Woman ponders breaking up family
DEAR AMY >> I need help. My partner and I have been together for almost six years.
Through infertility treatment, we have a 2-yearold daughter, and I am currently pregnant again.
I love my partner. He is a wonderful man. However, I cannot bear his 10-year-old son, who lives with us half the time.
I have felt this way for most of the relationship but kept trying to make things work. I just can’t do it anymore. I am angry and miserable, and my partner refuses to do anything to change our living environment or to change his custody arrangement (which isn’t working for me and is harmful for the boy — he doesn’t have a base, both parents have started new families and he doesn’t know where he fits in).
I’m now faced with leaving the relationship and breaking up my child’s (and future child’s) family, or remaining in a cold, angry, polarized home.
What should I do?
— Desperate
DEAR DESPERATE >> I have to wonder at your judgment, to bring two children into a family and household from which you plan to flee.
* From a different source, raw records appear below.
////////////////////////////////////////////////////////////////////////////////
// This file is part of "Ad Astra", an embeddable scripting programming       //
// language platform.                                                         //
//                                                                            //
// This work is proprietary software with source-available code.              //
//                                                                            //
// To copy, use, distribute, or contribute to this work, you must agree to    //
// the terms of the General License Agreement:                                //
//                                                                            //
// https://github.com/Eliah-Lakhin/ad-astra/blob/master/EULA.md               //
//                                                                            //
// The agreement grants a Basic Commercial License, allowing you to use       //
// this work in non-commercial and limited commercial products with a total   //
// gross revenue cap. To remove this commercial limit for one of your         //
// products, you must acquire a Full Commercial License.                      //
//                                                                            //
// If you contribute to the source code, documentation, or related materials, //
// you must grant me an exclusive license to these contributions.             //
// Contributions are governed by the "Contributions" section of the General   //
// License Agreement.                                                         //
//                                                                            //
// Copying the work in parts is strictly forbidden, except as permitted       //
// under the General License Agreement.                                       //
//                                                                            //
// If you do not or cannot agree to the terms of this Agreement,              //
// do not use this work.                                                      //
//                                                                            //
// This work is provided "as is", without any warranties, express or implied, //
// except where such disclaimers are legally invalid.                         //
//                                                                            //
// Copyright (c) 2024 Ilya Lakhin (Илья Александрович Лахин).                 //
// All rights reserved.                                                       //
////////////////////////////////////////////////////////////////////////////////

use crate::{
    refl::Refl,
    runtime::{
        equals_fields,
        fields,
        find_field,
        override_access_or_fail,
        Field,
        FieldQuery,
        FromValue,
        RuntimeError,
        RuntimeResult,
        RuntimeResultExt,
        TypeMeta,
        Value,
    },
};

impl Refl {
    /// Finds a field by name, ignoring letter case, and overrides its
    /// visibility.
    #[inline]
    pub fn field(&self, name: &str) -> RuntimeResult<&'static Field> {
        self.resolve_field(&FieldQuery::Name(name))
    }

    /// Finds the first field whose declared type is assignable to `ty`.
    #[inline]
    pub fn field_by_type(&self, ty: &'static TypeMeta) -> RuntimeResult<&'static Field> {
        self.resolve_field(&FieldQuery::Type(ty))
    }

    /// Like [field_by_type](Self::field_by_type), but the type is given by
    /// its canonical name.
    #[inline]
    pub fn field_nameless(&self, type_name: &str) -> RuntimeResult<&'static Field> {
        self.field_by_type(TypeMeta::by_name(type_name)?)
    }

    #[inline]
    pub fn field_where(&self, predicate: impl Fn(&Field) -> bool) -> RuntimeResult<&'static Field> {
        self.resolve_field(&FieldQuery::Predicate(&predicate))
    }

    /// Reads a field found by name.
    ///
    /// Instance fields require the handle to wrap a value. Static fields are
    /// readable from [type handles](Refl::of_type) too.
    #[inline]
    pub fn get(&self, name: &str) -> RuntimeResult<Value> {
        self.get_field(self.field(name)?)
    }

    #[inline]
    pub fn get_by_type(&self, ty: &'static TypeMeta) -> RuntimeResult<Value> {
        self.get_field(self.field_by_type(ty)?)
    }

    #[inline]
    pub fn get_nameless(&self, type_name: &str) -> RuntimeResult<Value> {
        self.get_field(self.field_nameless(type_name)?)
    }

    #[inline]
    pub fn get_where(&self, predicate: impl Fn(&Field) -> bool) -> RuntimeResult<Value> {
        self.get_field(self.field_where(predicate)?)
    }

    /// Reads a field found by name and converts its content into a Rust
    /// value.
    #[inline]
    pub fn get_as<T: FromValue>(&self, name: &str) -> RuntimeResult<T> {
        self.get(name)?.take()
    }

    /// Reads a field found by name and wraps its content into a new handle.
    #[inline]
    pub fn get_refl(&self, name: &str) -> RuntimeResult<Refl> {
        Ok(Refl::new(self.get(name)?))
    }

    #[inline]
    pub fn get_refl_by_type(&self, ty: &'static TypeMeta) -> RuntimeResult<Refl> {
        Ok(Refl::new(self.get_by_type(ty)?))
    }

    #[inline]
    pub fn get_refl_nameless(&self, type_name: &str) -> RuntimeResult<Refl> {
        Ok(Refl::new(self.get_nameless(type_name)?))
    }

    #[inline]
    pub fn get_refl_where(&self, predicate: impl Fn(&Field) -> bool) -> RuntimeResult<Refl> {
        Ok(Refl::new(self.get_where(predicate)?))
    }

    /// Reads the field from the wrapped value, or from the type if the field
    /// is static.
    pub fn get_field(&self, field: &'static Field) -> RuntimeResult<Value> {
        let field = override_access_or_fail(field)?;

        field.get(self.receiver()).normalized()
    }

    /// Writes a field found by name and returns this handle.
    ///
    /// The value must be compatible with the declared type of the field.
    #[inline]
    pub fn set(&self, name: &str, value: impl Into<Value>) -> RuntimeResult<&Self> {
        self.set_field(self.field(name)?, value)
    }

    #[inline]
    pub fn set_by_type(
        &self,
        ty: &'static TypeMeta,
        value: impl Into<Value>,
    ) -> RuntimeResult<&Self> {
        self.set_field(self.field_by_type(ty)?, value)
    }

    #[inline]
    pub fn set_nameless(&self, type_name: &str, value: impl Into<Value>) -> RuntimeResult<&Self> {
        self.set_field(self.field_nameless(type_name)?, value)
    }

    #[inline]
    pub fn set_where(
        &self,
        predicate: impl Fn(&Field) -> bool,
        value: impl Into<Value>,
    ) -> RuntimeResult<&Self> {
        self.set_field(self.field_where(predicate)?, value)
    }

    pub fn set_field(&self, field: &'static Field, value: impl Into<Value>) -> RuntimeResult<&Self> {
        let field = override_access_or_fail(field)?;

        field.set(self.receiver(), value.into()).normalized()?;

        Ok(self)
    }

    /// Lists the fields of the handle's type and of its superclasses, in the
    /// lookup order.
    #[inline]
    pub fn fields(&self) -> RuntimeResult<Vec<&'static Field>> {
        Ok(fields(self.target_type("field listing")?))
    }

    #[inline]
    pub fn static_fields(&self) -> RuntimeResult<Vec<&'static Field>> {
        self.fields_where(Field::is_static)
    }

    #[inline]
    pub fn instance_fields(&self) -> RuntimeResult<Vec<&'static Field>> {
        self.fields_where(|field| !field.is_static())
    }

    pub fn fields_where(
        &self,
        predicate: impl Fn(&Field) -> bool,
    ) -> RuntimeResult<Vec<&'static Field>> {
        let mut fields = self.fields()?;

        fields.retain(|field| predicate(field));

        Ok(fields)
    }

    /// Compares the wrapped object with the other handle's object field by
    /// field, using [equals_fields].
    ///
    /// Wrapped values that are not objects are compared with
    /// [Value::equals]. Returns false if the other handle is not in the
    /// Instance state. Fails with
    /// [ObjectAbsent](crate::runtime::RuntimeError::ObjectAbsent) if this
    /// handle is not in the Instance state.
    pub fn equals_fields(&self, other: &Refl) -> RuntimeResult<bool> {
        let Some(this) = self.value() else {
            return Err(RuntimeError::ObjectAbsent {
                operation: "field comparison",
            });
        };

        let Some(other) = other.value() else {
            return Ok(false);
        };

        match this.as_instance() {
            Some(instance) => Ok(equals_fields(instance, other)),
            None => Ok(this.equals(other)),
        }
    }

    fn resolve_field(&self, query: &FieldQuery<'_>) -> RuntimeResult<&'static Field> {
        let field = find_field(self.target_type("field lookup")?, query)?;

        override_access_or_fail(field)
    }
}

#[cfg(test)]
mod tests {
    use std::ops::Deref;

    use lady_deirdre::sync::Lazy;

    use crate::{
        args,
        runtime::{Array, Field, FieldDecl, Primitive, RuntimeError, TypeMeta, Value, Visibility},
        Refl,
    };

    struct Fixture {
        account: &'static TypeMeta,
        savings: &'static TypeMeta,
        locked: &'static TypeMeta,
    }

    static FIXTURE: Lazy<Fixture> = Lazy::new(|| {
        let account = TypeMeta::class("tests.refl.fields.Account")
            .field(FieldDecl::new("owner", TypeMeta::string()).visibility(Visibility::Protected))
            .field(
                FieldDecl::new("balance", TypeMeta::long())
                    .visibility(Visibility::Private)
                    .initial(100),
            )
            .field(FieldDecl::new("OPENED", TypeMeta::int()).static_field())
            .build()
            .expect("Account declaration failed.");

        let savings = TypeMeta::class("tests.refl.fields.Savings")
            .extends(account)
            .field(FieldDecl::new("rate", TypeMeta::double()).initial(1.5))
            .field(FieldDecl::new("history", TypeMeta::array_of(TypeMeta::long())))
            .build()
            .expect("Savings declaration failed.");

        let locked = TypeMeta::class("tests.refl.fields.Locked")
            .sealed()
            .field(FieldDecl::new("pin", TypeMeta::int()).visibility(Visibility::Private))
            .build()
            .expect("Locked declaration failed.");

        Fixture {
            account,
            savings,
            locked,
        }
    });

    #[test]
    fn test_get_and_set() {
        let fixture = FIXTURE.deref();
        let handle = Refl::instantiate(fixture.savings, args![]).unwrap();

        assert_eq!(handle.get("owner").unwrap(), Value::Null);
        assert_eq!(handle.get_as::<i64>("BALANCE").unwrap(), 100);
        assert_eq!(handle.get_as::<f64>("rate").unwrap(), 1.5);

        handle
            .set("owner", "Alice")
            .unwrap()
            .set("balance", 250)
            .unwrap()
            .set_by_type(TypeMeta::double(), 2.0f32)
            .unwrap();

        assert_eq!(handle.get_as::<String>("owner").unwrap(), "Alice");
        assert_eq!(handle.get("balance").unwrap(), Value::Long(250));
        assert_eq!(handle.get_by_type(TypeMeta::double()).unwrap(), Value::Double(2.0));

        assert!(matches!(
            handle.set("balance", "lots"),
            Err(RuntimeError::TypeMismatch { .. }),
        ));
        assert!(matches!(
            handle.set("balance", Value::Null),
            Err(RuntimeError::TypeMismatch { .. }),
        ));
    }

    #[test]
    fn test_lookup_strategies() {
        let fixture = FIXTURE.deref();
        let handle = Refl::instantiate(fixture.savings, args![]).unwrap();

        handle.set_nameless("core.String", "Bob").unwrap();

        assert_eq!(
            handle.get_nameless("core.String").unwrap(),
            Value::from("Bob"),
        );

        let owner = handle.field_nameless("core.String").unwrap();

        assert_eq!(owner.name(), "owner");

        let history = handle
            .get_where(|field| field.ty().is_array())
            .unwrap();

        assert_eq!(history, Value::Null);

        let array = Array::new(TypeMeta::long(), args![1, 2i64]).unwrap();

        handle
            .set_where(|field| field.ty().is_array(), Value::Array(array.clone()))
            .unwrap();

        assert_eq!(handle.get("history").unwrap(), Value::Array(array));

        let owner = handle.get_refl("owner").unwrap();

        assert_eq!(owner, Refl::new("Bob"));
        assert!(handle.get_refl("rate").unwrap().is_present());

        assert!(matches!(
            handle.field_nameless("tests.refl.fields.Nothing"),
            Err(RuntimeError::UnknownType { .. }),
        ));
        assert!(handle
            .field_by_type(TypeMeta::wrapper(Primitive::Boolean))
            .unwrap_err()
            .is_not_found());
    }

    #[test]
    fn test_static_fields() {
        let fixture = FIXTURE.deref();
        let ty = Refl::of_type(fixture.savings);

        ty.set("opened", 3).unwrap();

        assert_eq!(ty.get("OPENED").unwrap(), Value::Int(3));

        let instance = Refl::instantiate(fixture.account, args![]).unwrap();

        assert_eq!(instance.get_as::<i32>("opened").unwrap(), 3);
        assert!(ty.set("rate", 1.0).unwrap_err().is_object_absent());
        assert!(ty.get_refl("owner").unwrap_err().is_object_absent());
    }

    #[test]
    fn test_listing() {
        let fixture = FIXTURE.deref();
        let handle = Refl::of_type(fixture.savings);

        let names = |fields: Vec<&'static Field>| {
            fields
                .into_iter()
                .map(|field| field.name())
                .collect::<Vec<_>>()
        };

        assert_eq!(
            names(handle.fields().unwrap()),
            ["rate", "history", "OPENED", "owner", "balance"],
        );
        assert_eq!(names(handle.static_fields().unwrap()), ["OPENED"]);
        assert_eq!(
            names(handle.instance_fields().unwrap()),
            ["rate", "history", "owner", "balance"],
        );
        assert_eq!(
            names(handle.fields_where(|field| field.ty().is_primitive()).unwrap()),
            ["rate", "OPENED", "balance"],
        );
    }

    #[test]
    fn test_equals_fields() {
        let fixture = FIXTURE.deref();

        let first = Refl::instantiate(fixture.savings, args![]).unwrap();
        let second = Refl::instantiate(fixture.savings, args![]).unwrap();

        assert!(first.equals_fields(&second).unwrap());
        assert_ne!(first, second);

        first.set("balance", 5).unwrap();

        assert!(!first.equals_fields(&second).unwrap());

        second.set("balance", 5).unwrap();

        assert!(first.equals_fields(&second).unwrap());

        let account = Refl::instantiate(fixture.account, args![]).unwrap();
        let savings = Refl::instantiate(fixture.savings, args![]).unwrap();

        assert!(account.equals_fields(&savings).unwrap());
        assert!(!savings.equals_fields(&account).unwrap());
        assert!(!account.equals_fields(&Refl::absent()).unwrap());
        assert!(Refl::new(3).equals_fields(&Refl::new(3)).unwrap());

        assert!(matches!(
            Refl::of_type(fixture.account).equals_fields(&account),
            Err(RuntimeError::ObjectAbsent { .. }),
        ));
    }

    #[test]
    fn test_sealed_access() {
        let fixture = FIXTURE.deref();
        let handle = Refl::instantiate(fixture.locked, args![]).unwrap();

        match handle.get("pin") {
            Err(error @ RuntimeError::AccessDenied { .. }) => {
                assert_eq!(
                    error.to_string(),
                    "could not override access for tests.refl.fields.Locked::pin: int",
                );
            }

            other => panic!("Unexpected result: {other:?}"),
        }
    }
}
My heart also breaks for this 10-year-old boy. You seem to have sterling insight into how dislocated his life is (how can he succeed with the deck so stacked against him?), and yet you don’t seem to have much compassion for him, presumably because you “can’t bear” him.
With professional help, parenting instruction, therapy for the child and lots and lots of effort from you and your partner, your little fractured family would stand a chance of succeeding. As it is (you hostile, your partner checked-out), I don’t imagine you will commit to attachment.
I very rarely (if ever) suggest that a parent should break up a family, but I’m thinking of this boy now, as well as your other children. Because you seem to lack the will or wherewithal to make the effort to create a healthy household, it might actually be best for all of the children if you and your partner separate.
DEAR AMY >> “Worried Dad” described his doctor son-in-law’s klutziness.
I am a fellow physician. His problem was obvious to me: Like many of us, he isn’t getting enough sleep.
Our job is tough. Please consider more compassionate theories before jumping to conclusions. —Dr.K
DEAR DR. K >> I don’t know how doctors manage, given this punishing schedule. Sleep deprivation could definitely lead to all of the symptoms mentioned.
I also hope that this doctor gets a check-up.